🤖 AI Summary
This work addresses the limitations of current reasoning-oriented large language models in machine translation, which suffer from suboptimal performance due to the use of generic reasoning strategies that lack task-specific structural guidance. To overcome this, the authors propose a structured reasoning framework tailored for machine translation, comprising multi-stage drafting, accuracy refinement, fluency enhancement, and selective iterative revision. This approach dynamically synthesizes reasoning trajectory data and leverages it for post-training. The study is the first to reveal the adverse impact of generic reasoning on translation quality and transcends the constraints of conventional linear reasoning paradigms. Evaluated on the WMT24++ benchmark, the proposed method significantly outperforms both standard fine-tuning and generic reasoning injection techniques, demonstrating the efficacy of task-customized structured reasoning in machine translation.
📝 Abstract
Reasoning-oriented large language models (RLMs) achieve strong gains on tasks such as mathematics and coding by generating explicit intermediate reasoning. However, their impact on machine translation (MT) remains underexplored. We systematically evaluate several open- and closed-weights RLMs on the WMT24++ benchmark and find that enabling explicit reasoning consistently degrades translation quality across languages and models.
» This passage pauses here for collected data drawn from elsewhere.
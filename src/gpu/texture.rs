// SPDX-License-Identifier: GPL-3.0-only

//! Texture creation, strided uploads and quad drawing

use super::api::Gl;
use crate::constants::*;
use crate::errors::{GlError, GlResult};
use crate::media::PixelFormat;
use crate::media::formats::{bytes_per_pixel, map_format};
use image::DynamicImage;
use image::codecs::pnm::{PnmDecoder, PnmSubtype, SampleEncoding};
use std::io::Cursor;
use tracing::{debug, error};

/// Unpack alignment for rows `stride` bytes apart
///
/// The largest of 8, 4, 2, 1 dividing `stride`.
pub fn alignment_for(stride: usize) -> i32 {
    if stride % 8 == 0 {
        8
    } else if stride % 4 == 0 {
        4
    } else if stride % 2 == 0 {
        2
    } else {
        1
    }
}

/// Set the unpack alignment for rows `stride` bytes apart
pub fn set_alignment(gl: &dyn Gl, stride: usize) {
    gl.pixel_store_i(GL_UNPACK_ALIGNMENT, alignment_for(stride));
}

/// Upload a `w`x`h` sub-rectangle at (`x`, `y`)
///
/// `data` starts at the lowest-addressed row. A negative `stride` marks rows
/// stored bottom-to-top; the bytes are uploaded from the lowest address with
/// the stride magnitude either way. With `slice_height > 0` the upload is
/// split into strips of that many rows.
#[allow(clippy::too_many_arguments)]
pub fn upload_region(
    gl: &dyn Gl,
    target: GLenum,
    format: GLenum,
    ty: GLenum,
    data: &[u8],
    stride: isize,
    x: i32,
    y: i32,
    w: i32,
    h: i32,
    slice_height: i32,
) -> GlResult<()> {
    if w <= 0 || h <= 0 {
        return Ok(());
    }
    let bpp = bytes_per_pixel(format, ty).ok_or_else(|| {
        GlError::InvalidParameter(format!(
            "unknown bytes per pixel for format {:#x} type {:#x}",
            format, ty
        ))
    })? as usize;

    let stride = stride.unsigned_abs();
    let row_bytes = w as usize * bpp;
    if stride < row_bytes {
        return Err(GlError::InvalidParameter(format!(
            "stride {} shorter than a {} byte row",
            stride, row_bytes
        )));
    }
    let needed = (h as usize - 1) * stride + row_bytes;
    if data.len() < needed {
        return Err(GlError::InvalidParameter(format!(
            "upload needs {} bytes, got {}",
            needed,
            data.len()
        )));
    }

    let slice = if slice_height <= 0 { h } else { slice_height };
    set_alignment(gl, stride);
    gl.pixel_store_i(GL_UNPACK_ROW_LENGTH, (stride / bpp) as i32);

    let mut row = 0;
    while row < h {
        let rows = slice.min(h - row);
        let start = row as usize * stride;
        let end = start + (rows as usize - 1) * stride + row_bytes;
        gl.tex_sub_image_2d(target, x, y + row, w, rows, format, ty, &data[start..end]);
        row += rows;
    }
    Ok(())
}

/// Upload a whole `w`x`h` frame of `format` at the texture origin
///
/// Formats without a native texture layout are rejected; YV12 uploads its
/// luma plane.
#[allow(clippy::too_many_arguments)]
pub fn upload_frame(
    gl: &dyn Gl,
    target: GLenum,
    format: PixelFormat,
    data: &[u8],
    stride: isize,
    w: i32,
    h: i32,
    slice_height: i32,
) -> GlResult<()> {
    let desc = map_format(format);
    if !desc.supported && desc.format != GL_LUMINANCE {
        error!(%format, "No texture layout for pixel format");
        return Err(GlError::InvalidParameter(format!(
            "cannot upload {} frames",
            format
        )));
    }
    debug!(%format, w, h, slice_height, "Uploading frame");
    upload_region(
        gl,
        target,
        desc.format,
        desc.ty,
        data,
        stride,
        0,
        0,
        w,
        h,
        slice_height,
    )
}

/// Allocate a `w`x`h` texture filled with `value`
///
/// Uses clamp-to-edge wrapping with a matching border colour.
pub fn create_clear_texture(
    gl: &dyn Gl,
    target: GLenum,
    internal_format: GLenum,
    filter: GLenum,
    w: i32,
    h: i32,
    value: u8,
) -> GlResult<()> {
    if w <= 0 || h <= 0 {
        return Err(GlError::InvalidParameter(format!(
            "clear texture of size {}x{}",
            w, h
        )));
    }
    let fill = value as f32 / 255.0;
    let clear_format = if internal_format == GL_ALPHA {
        GL_ALPHA
    } else {
        GL_LUMINANCE
    };
    let init = vec![value; w as usize * h as usize];

    set_alignment(gl, w as usize);
    gl.pixel_store_i(GL_UNPACK_ROW_LENGTH, w);
    gl.tex_image_2d(
        target,
        internal_format,
        w,
        h,
        clear_format,
        GL_UNSIGNED_BYTE,
        &init,
    );
    gl.tex_parameter_f(target, GL_TEXTURE_PRIORITY, 1.0);
    gl.tex_parameter_i(target, GL_TEXTURE_MIN_FILTER, filter as i32);
    gl.tex_parameter_i(target, GL_TEXTURE_MAG_FILTER, filter as i32);
    gl.tex_parameter_i(target, GL_TEXTURE_WRAP_S, GL_CLAMP_TO_EDGE as i32);
    gl.tex_parameter_i(target, GL_TEXTURE_WRAP_T, GL_CLAMP_TO_EDGE as i32);
    // Unused with CLAMP_TO_EDGE, set anyway
    gl.tex_parameter_fv(target, GL_TEXTURE_BORDER_COLOR, &[fill; 4]);
    Ok(())
}

/// Header values of an uploaded PPM image
#[derive(Debug, Clone, Copy, PartialEq, Eq)]
pub struct PpmInfo {
    pub width: u32,
    pub height: u32,
    pub maxval: u32,
}

/// Create a texture from binary PPM (P6) bytes
pub fn create_ppm_texture(
    gl: &dyn Gl,
    target: GLenum,
    internal_format: GLenum,
    filter: GLenum,
    bytes: &[u8],
) -> GlResult<PpmInfo> {
    let (_, header) = PnmDecoder::new(Cursor::new(bytes))?.into_inner();
    if header.subtype() != PnmSubtype::Pixmap(SampleEncoding::Binary) {
        return Err(GlError::Image(format!(
            "expected binary PPM (P6), got {:?}",
            header.subtype()
        )));
    }
    let info = PpmInfo {
        width: header.width(),
        height: header.height(),
        maxval: header.maximal_sample(),
    };
    if info.width > MAX_IMAGE_DIM || info.height > MAX_IMAGE_DIM {
        error!(
            width = info.width,
            height = info.height,
            "PPM image exceeds maximum texture dimension"
        );
        return Err(GlError::Image(format!(
            "{}x{} exceeds {}",
            info.width, info.height, MAX_IMAGE_DIM
        )));
    }

    let decoder = PnmDecoder::new(Cursor::new(bytes))?;
    let pixels = DynamicImage::from_decoder(decoder)?.into_rgb8();
    let (w, h) = (info.width as i32, info.height as i32);

    create_clear_texture(gl, target, internal_format, filter, w, h, 0)?;
    upload_region(
        gl,
        target,
        GL_RGB,
        GL_UNSIGNED_BYTE,
        pixels.as_raw(),
        w as isize * 3,
        0,
        0,
        w,
        h,
        0,
    )?;
    debug!(
        width = info.width,
        height = info.height,
        maxval = info.maxval,
        "PPM texture created"
    );
    Ok(info)
}

/// Rectangle in screen or texture pixels
#[derive(Debug, Clone, Copy, PartialEq, Default)]
pub struct TextureRect {
    pub x: f32,
    pub y: f32,
    pub w: f32,
    pub h: f32,
}

impl TextureRect {
    pub fn new(x: f32, y: f32, w: f32, h: f32) -> Self {
        Self { x, y, w, h }
    }
}

/// Draw one textured quad
///
/// `tex` is in texture pixels; `tex_size` is the full texture size and
/// normalises coordinates unless `rect_tex` is set. With `planar` the chroma
/// units 1 and 2 get half-resolution coordinates (rectangle textures) or the
/// same normalised ones.
pub fn draw_texture(
    gl: &dyn Gl,
    screen: TextureRect,
    tex: TextureRect,
    tex_size: (u32, u32),
    rect_tex: bool,
    planar: bool,
    flip: bool,
) {
    let mut t = tex;
    let mut c = TextureRect::new(tex.x / 2.0, tex.y / 2.0, tex.w / 2.0, tex.h / 2.0);
    if !rect_tex {
        let (sx, sy) = (tex_size.0.max(1) as f32, tex_size.1.max(1) as f32);
        t = TextureRect::new(tex.x / sx, tex.y / sy, tex.w / sx, tex.h / sy);
        c = t;
    }
    let mut s = screen;
    if flip {
        s.y += s.h;
        s.h = -s.h;
    }

    let corners = [
        (t.x, t.y, c.x, c.y, s.x, s.y),
        (t.x, t.y + t.h, c.x, c.y + c.h, s.x, s.y + s.h),
        (t.x + t.w, t.y + t.h, c.x + c.w, c.y + c.h, s.x + s.w, s.y + s.h),
        (t.x + t.w, t.y, c.x + c.w, c.y, s.x + s.w, s.y),
    ];

    gl.begin(GL_QUADS);
    for (tx, ty, cx, cy, vx, vy) in corners {
        gl.tex_coord_2f(tx, ty);
        if planar {
            gl.multi_tex_coord_2f(GL_TEXTURE1, cx, cy);
            gl.multi_tex_coord_2f(GL_TEXTURE2, cx, cy);
        }
        gl.vertex_2f(vx, vy);
    }
    gl.end();
}

#[cfg(test)]
mod tests {
    use super::*;
    use crate::gpu::{GlCall, OfflineResolver, RecordingGl};

    fn sub_images(gl: &RecordingGl) -> Vec<(i32, i32, usize)> {
        gl.calls()
            .into_iter()
            .filter_map(|call| match call {
                GlCall::TexSubImage2D {
                    y, height, pixels, ..
                } => Some((y, height, pixels.len())),
                _ => None,
            })
            .collect()
    }

    #[test]
    fn test_alignment() {
        assert_eq!(alignment_for(24), 8);
        assert_eq!(alignment_for(20), 4);
        assert_eq!(alignment_for(18), 2);
        assert_eq!(alignment_for(17), 1);
    }

    #[test]
    fn test_empty_region_is_noop() {
        let gl = RecordingGl::default();
        upload_region(&gl, GL_TEXTURE_2D, GL_LUMINANCE, GL_UNSIGNED_BYTE, &[], 4, 0, 0, 0, 3, 0)
            .unwrap();
        assert!(gl.calls().is_empty());
    }

    #[test]
    fn test_sliced_upload_with_remainder() {
        let gl = RecordingGl::default();
        let data = vec![0u8; 10 * 8];
        upload_region(&gl, GL_TEXTURE_2D, GL_LUMINANCE, GL_UNSIGNED_BYTE, &data, 8, 0, 0, 6, 10, 4)
            .unwrap();
        assert_eq!(sub_images(&gl), vec![(0, 4, 30), (4, 4, 30), (8, 2, 14)]);
        assert!(gl.calls().contains(&GlCall::PixelStore {
            pname: GL_UNPACK_ROW_LENGTH,
            param: 8
        }));
    }

    #[test]
    fn test_rgb_row_length_in_pixels() {
        let gl = RecordingGl::default();
        let data = vec![0u8; 2 * 12];
        upload_region(&gl, GL_TEXTURE_2D, GL_RGB, GL_UNSIGNED_BYTE, &data, 12, 0, 0, 4, 2, 0)
            .unwrap();
        assert!(gl.calls().contains(&GlCall::PixelStore {
            pname: GL_UNPACK_ROW_LENGTH,
            param: 4
        }));
        assert!(gl.calls().contains(&GlCall::PixelStore {
            pname: GL_UNPACK_ALIGNMENT,
            param: 4
        }));
    }

    #[test]
    fn test_short_buffer_rejected() {
        let gl = RecordingGl::default();
        let err = upload_region(&gl, GL_TEXTURE_2D, GL_LUMINANCE, GL_UNSIGNED_BYTE, &[0; 10], 4, 0, 0, 4, 4, 0)
            .unwrap_err();
        assert!(matches!(err, GlError::InvalidParameter(_)));
        assert!(gl.calls().is_empty());
    }

    #[test]
    fn test_clear_texture_parameters() {
        let gl = RecordingGl::default();
        create_clear_texture(&gl, GL_TEXTURE_2D, GL_ALPHA, GL_LINEAR, 3, 2, 255).unwrap();
        let calls = gl.calls();
        assert!(calls.iter().any(|c| matches!(
            c,
            GlCall::TexImage2D { format: GL_ALPHA, width: 3, height: 2, pixels, .. }
                if pixels.len() == 6 && pixels.iter().all(|&p| p == 255)
        )));
        assert!(calls.contains(&GlCall::TexParameterFv {
            target: GL_TEXTURE_2D,
            pname: GL_TEXTURE_BORDER_COLOR,
            params: [1.0; 4],
        }));
        assert!(calls.contains(&GlCall::PixelStore {
            pname: GL_UNPACK_ALIGNMENT,
            param: 1
        }));
    }

    #[test]
    fn test_frame_upload_in_slices() {
        let gl = RecordingGl::default();
        let frame = vec![0u8; 4 * 3 * 10];
        upload_frame(&gl, GL_TEXTURE_2D, PixelFormat::RGB24, &frame, 12, 4, 10, 4).unwrap();
        assert_eq!(sub_images(&gl), vec![(0, 4, 48), (4, 4, 48), (8, 2, 24)]);
        assert!(gl.calls().contains(&GlCall::PixelStore {
            pname: GL_UNPACK_ROW_LENGTH,
            param: 4
        }));
    }

    #[test]
    fn test_frame_upload_rejects_fallback_formats() {
        let gl = RecordingGl::default();
        let frame = vec![0u8; 64];
        let err = upload_frame(&gl, GL_TEXTURE_2D, PixelFormat::YUY2, &frame, 8, 4, 4, 0)
            .unwrap_err();
        assert!(matches!(err, GlError::InvalidParameter(_)));
        assert!(gl.calls().is_empty());

        upload_frame(&gl, GL_TEXTURE_2D, PixelFormat::YV12, &frame, 8, 8, 8, 0).unwrap();
        assert_eq!(sub_images(&gl), vec![(0, 8, 64)]);
    }

    #[test]
    fn test_ppm_texture() {
        let gl = RecordingGl::default();
        let mut bytes = b"P6\n2 1\n255\n".to_vec();
        bytes.extend_from_slice(&[255, 0, 0, 0, 0, 255]);
        let info = create_ppm_texture(&gl, GL_TEXTURE_2D, GL_RGB, GL_LINEAR, &bytes).unwrap();
        assert_eq!(info, PpmInfo { width: 2, height: 1, maxval: 255 });
        assert_eq!(sub_images(&gl), vec![(0, 1, 6)]);
    }

    #[test]
    fn test_ppm_rejects_ascii_and_oversize() {
        let gl = RecordingGl::default();
        let ascii = b"P3\n1 1\n255\n1 2 3\n";
        let err = create_ppm_texture(&gl, GL_TEXTURE_2D, GL_RGB, GL_LINEAR, ascii).unwrap_err();
        assert!(matches!(err, GlError::Image(_)));

        let huge = b"P6\n16385 1\n255\n";
        let err = create_ppm_texture(&gl, GL_TEXTURE_2D, GL_RGB, GL_LINEAR, huge).unwrap_err();
        assert!(matches!(err, GlError::Image(_)));
        assert!(gl.calls().is_empty());
    }

    #[test]
    fn test_draw_planar_flipped() {
        let gl = RecordingGl::with_extensions(&OfflineResolver::all(), "");
        draw_texture(
            &gl,
            TextureRect::new(0.0, 0.0, 100.0, 50.0),
            TextureRect::new(0.0, 0.0, 64.0, 32.0),
            (128, 64),
            false,
            true,
            true,
        );
        let calls = gl.calls();
        assert_eq!(calls.first(), Some(&GlCall::Begin(GL_QUADS)));
        assert_eq!(calls.last(), Some(&GlCall::End));
        assert!(calls.contains(&GlCall::Vertex2f(0.0, 50.0)));
        assert!(calls.contains(&GlCall::Vertex2f(100.0, 0.0)));
        assert!(calls.contains(&GlCall::TexCoord2f(0.5, 0.5)));
        assert!(calls.contains(&GlCall::MultiTexCoord2f(GL_TEXTURE2, 0.5, 0.5)));
    }

    #[test]
    fn test_draw_rect_halves_chroma() {
        let gl = RecordingGl::with_extensions(&OfflineResolver::all(), "");
        draw_texture(
            &gl,
            TextureRect::new(0.0, 0.0, 10.0, 10.0),
            TextureRect::new(0.0, 0.0, 64.0, 32.0),
            (64, 32),
            true,
            true,
            false,
        );
        assert!(gl.calls().contains(&GlCall::TexCoord2f(64.0, 32.0)));
        assert!(gl.calls().contains(&GlCall::MultiTexCoord2f(GL_TEXTURE1, 32.0, 16.0)));
    }
}
// SPDX-License-Identifier: GPL-3.0-only

//! OpenGL enum values and lookup-table resolutions
//!
//! Only the values this crate actually issues or names are listed. Values
//! come from the GL 1.x core headers and the NV_register_combiners,
//! ATI_fragment_shader and ARB_fragment_program extension registries.

pub type GLenum = u32;

// === Lookup table resolutions ===

/// Entries in the bicubic spline-weight texture (large to avoid artefacts)
pub const LOOKUP_BSPLINE_RES: usize = 2 * 1024;
/// Entries per channel in the 1D gamma lookup texture
pub const LOOKUP_RES: usize = 512;
/// Interior resolution of the 3D YUV->RGB cube (one border texel on each side)
pub const LOOKUP_3DRES: usize = 32;
/// First texture unit available for lookup textures; 0, 1, 2 hold Y, U, V
pub const FIRST_LOOKUP_UNIT: u32 = 3;
/// Largest accepted image-file texture dimension
pub const MAX_IMAGE_DIM: u32 = 16 * 1024;
/// Byte budget of an assembled fragment program
pub const PROGRAM_BUDGET: usize = 4000;

// === Core ===

pub const GL_NONE: GLenum = 0;
pub const GL_ZERO: GLenum = 0;
pub const GL_QUADS: GLenum = 0x0007;

pub const GL_VENDOR: GLenum = 0x1F00;
pub const GL_RENDERER: GLenum = 0x1F01;
pub const GL_VERSION: GLenum = 0x1F02;
pub const GL_EXTENSIONS: GLenum = 0x1F03;

pub const GL_UNPACK_ROW_LENGTH: GLenum = 0x0CF2;
pub const GL_UNPACK_ALIGNMENT: GLenum = 0x0CF5;

pub const GL_TEXTURE_1D: GLenum = 0x0DE0;
pub const GL_TEXTURE_2D: GLenum = 0x0DE1;
pub const GL_TEXTURE_3D: GLenum = 0x806F;
pub const GL_TEXTURE_RECTANGLE: GLenum = 0x84F5;

pub const GL_TEXTURE_BORDER_COLOR: GLenum = 0x1004;
pub const GL_TEXTURE_MAG_FILTER: GLenum = 0x2800;
pub const GL_TEXTURE_MIN_FILTER: GLenum = 0x2801;
pub const GL_TEXTURE_WRAP_S: GLenum = 0x2802;
pub const GL_TEXTURE_WRAP_T: GLenum = 0x2803;
pub const GL_TEXTURE_WRAP_R: GLenum = 0x8072;
pub const GL_TEXTURE_PRIORITY: GLenum = 0x8066;

pub const GL_NEAREST: GLenum = 0x2600;
pub const GL_LINEAR: GLenum = 0x2601;
pub const GL_CLAMP: GLenum = 0x2900;
pub const GL_REPEAT: GLenum = 0x2901;
pub const GL_CLAMP_TO_EDGE: GLenum = 0x812F;

pub const GL_TEXTURE0: GLenum = 0x84C0;
pub const GL_TEXTURE1: GLenum = 0x84C1;
pub const GL_TEXTURE2: GLenum = 0x84C2;
pub const GL_MAX_TEXTURE_UNITS: GLenum = 0x84E2;

// === Pixel formats ===

pub const GL_COLOR_INDEX: GLenum = 0x1900;
pub const GL_RED: GLenum = 0x1903;
pub const GL_GREEN: GLenum = 0x1904;
pub const GL_BLUE: GLenum = 0x1905;
pub const GL_ALPHA: GLenum = 0x1906;
pub const GL_RGB: GLenum = 0x1907;
pub const GL_RGBA: GLenum = 0x1908;
pub const GL_LUMINANCE: GLenum = 0x1909;
pub const GL_LUMINANCE_ALPHA: GLenum = 0x190A;
pub const GL_BGR: GLenum = 0x80E0;
pub const GL_BGRA: GLenum = 0x80E1;

// Internal formats
pub const GL_R3_G3_B2: GLenum = 0x2A10;
pub const GL_RGB4: GLenum = 0x804F;
pub const GL_RGB5: GLenum = 0x8050;
pub const GL_RGB8: GLenum = 0x8051;
pub const GL_RGB10: GLenum = 0x8052;
pub const GL_RGB12: GLenum = 0x8053;
pub const GL_RGB16: GLenum = 0x8054;
pub const GL_RGBA2: GLenum = 0x8055;
pub const GL_RGBA4: GLenum = 0x8056;
pub const GL_RGB5_A1: GLenum = 0x8057;
pub const GL_RGBA8: GLenum = 0x8058;
pub const GL_RGB10_A2: GLenum = 0x8059;
pub const GL_RGBA12: GLenum = 0x805A;
pub const GL_RGBA16: GLenum = 0x805B;
pub const GL_LUMINANCE8: GLenum = 0x8040;

// Types
pub const GL_BYTE: GLenum = 0x1400;
pub const GL_UNSIGNED_BYTE: GLenum = 0x1401;
pub const GL_SHORT: GLenum = 0x1402;
pub const GL_UNSIGNED_SHORT: GLenum = 0x1403;
pub const GL_INT: GLenum = 0x1404;
pub const GL_UNSIGNED_INT: GLenum = 0x1405;
pub const GL_FLOAT: GLenum = 0x1406;
pub const GL_2_BYTES: GLenum = 0x1407;
pub const GL_3_BYTES: GLenum = 0x1408;
pub const GL_4_BYTES: GLenum = 0x1409;
pub const GL_DOUBLE: GLenum = 0x140A;

pub const GL_UNSIGNED_BYTE_3_3_2: GLenum = 0x8032;
pub const GL_UNSIGNED_SHORT_4_4_4_4: GLenum = 0x8033;
pub const GL_UNSIGNED_SHORT_5_5_5_1: GLenum = 0x8034;
pub const GL_UNSIGNED_INT_8_8_8_8: GLenum = 0x8035;
pub const GL_UNSIGNED_INT_10_10_10_2: GLenum = 0x8036;
pub const GL_UNSIGNED_BYTE_2_3_3_REV: GLenum = 0x8362;
pub const GL_UNSIGNED_SHORT_5_6_5: GLenum = 0x8363;
pub const GL_UNSIGNED_SHORT_5_6_5_REV: GLenum = 0x8364;
pub const GL_UNSIGNED_SHORT_4_4_4_4_REV: GLenum = 0x8365;
pub const GL_UNSIGNED_SHORT_1_5_5_5_REV: GLenum = 0x8366;
pub const GL_UNSIGNED_INT_8_8_8_8_REV: GLenum = 0x8367;
pub const GL_UNSIGNED_INT_2_10_10_10_REV: GLenum = 0x8368;

// === NV_register_combiners ===

pub const GL_REGISTER_COMBINERS_NV: GLenum = 0x8522;
pub const GL_VARIABLE_A_NV: GLenum = 0x8523;
pub const GL_VARIABLE_B_NV: GLenum = 0x8524;
pub const GL_VARIABLE_C_NV: GLenum = 0x8525;
pub const GL_VARIABLE_D_NV: GLenum = 0x8526;
pub const GL_CONSTANT_COLOR0_NV: GLenum = 0x852A;
pub const GL_CONSTANT_COLOR1_NV: GLenum = 0x852B;
pub const GL_SPARE0_NV: GLenum = 0x852E;
pub const GL_DISCARD_NV: GLenum = 0x8530;
pub const GL_UNSIGNED_INVERT_NV: GLenum = 0x8537;
pub const GL_HALF_BIAS_NORMAL_NV: GLenum = 0x853A;
pub const GL_SIGNED_IDENTITY_NV: GLenum = 0x853C;
pub const GL_SCALE_BY_FOUR_NV: GLenum = 0x853F;
pub const GL_MAX_GENERAL_COMBINERS_NV: GLenum = 0x854D;
pub const GL_NUM_GENERAL_COMBINERS_NV: GLenum = 0x854E;
pub const GL_COMBINER0_NV: GLenum = 0x8550;
pub const GL_COMBINER1_NV: GLenum = 0x8551;

// === ATI_fragment_shader ===

pub const GL_FRAGMENT_SHADER_ATI: GLenum = 0x8920;
pub const GL_REG_0_ATI: GLenum = 0x8921;
pub const GL_REG_1_ATI: GLenum = 0x8922;
pub const GL_REG_2_ATI: GLenum = 0x8923;
pub const GL_CON_0_ATI: GLenum = 0x8941;
pub const GL_CON_1_ATI: GLenum = 0x8942;
pub const GL_ADD_ATI: GLenum = 0x8963;
pub const GL_MUL_ATI: GLenum = 0x8964;
pub const GL_MAD_ATI: GLenum = 0x8968;
pub const GL_NUM_FRAGMENT_REGISTERS_ATI: GLenum = 0x896E;
pub const GL_SWIZZLE_STR_ATI: GLenum = 0x8976;
pub const GL_4X_BIT_ATI: GLenum = 0x0000_0002;
pub const GL_BIAS_BIT_ATI: GLenum = 0x0000_0008;

// === ARB_fragment_program ===

pub const GL_FRAGMENT_PROGRAM: GLenum = 0x8804;
pub const GL_PROGRAM_ERROR_POSITION: GLenum = 0x864B;
pub const GL_PROGRAM_ERROR_STRING: GLenum = 0x8874;
pub const GL_PROGRAM_FORMAT_ASCII: GLenum = 0x8875;

/// Program resource queries: (description, current pname, maximum pname)
pub const PROGRAM_STATS: [(&str, GLenum, GLenum); 14] = [
    ("instructions", 0x88A0, 0x88A1),
    ("native instructions", 0x88A2, 0x88A3),
    ("temporaries", 0x88A4, 0x88A5),
    ("native temporaries", 0x88A6, 0x88A7),
    ("parameters", 0x88A8, 0x88A9),
    ("native parameters", 0x88AA, 0x88AB),
    ("attribs", 0x88AC, 0x88AD),
    ("native attribs", 0x88AE, 0x88AF),
    ("ALU instructions", 0x8805, 0x880B),
    ("TEX instructions", 0x8806, 0x880C),
    ("TEX indirections", 0x8807, 0x880D),
    ("native ALU instructions", 0x8808, 0x880E),
    ("native TEX instructions", 0x8809, 0x880F),
    ("native TEX indirections", 0x880A, 0x8810),
];

#[cfg(test)]
mod tests {
    use super::*;

    #[test]
    fn test_texture_units_are_consecutive() {
        assert_eq!(GL_TEXTURE1, GL_TEXTURE0 + 1);
        assert_eq!(GL_TEXTURE2, GL_TEXTURE0 + 2);
    }

    #[test]
    fn test_program_stat_pairs_distinct() {
        for (name, cur, max) in PROGRAM_STATS {
            assert_ne!(cur, max, "{} queries the same pname twice", name);
        }
    }
}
Analysis reveals that MT reasoning traces are highly linear, lacking revision, self-correction and exploration of alternative translations, which limits their usefulness. Furthermore, injecting higher-quality reasoning traces from stronger models does not reliably improve weaker models'performance. To address this mismatch, we propose a structured reasoning framework tailored to translation, based on multi-step drafting, adequacy refinement, fluency improvement, and selective iterative revision. We curate a synthetic dataset of dynamic structured reasoning traces and post-train a large reasoning model on this data. Experiments show significant improvements over standard translation fine-tuning and injected generic reasoning baselines. Our findings demonstrate that reasoning must be task-structured to benefit MT.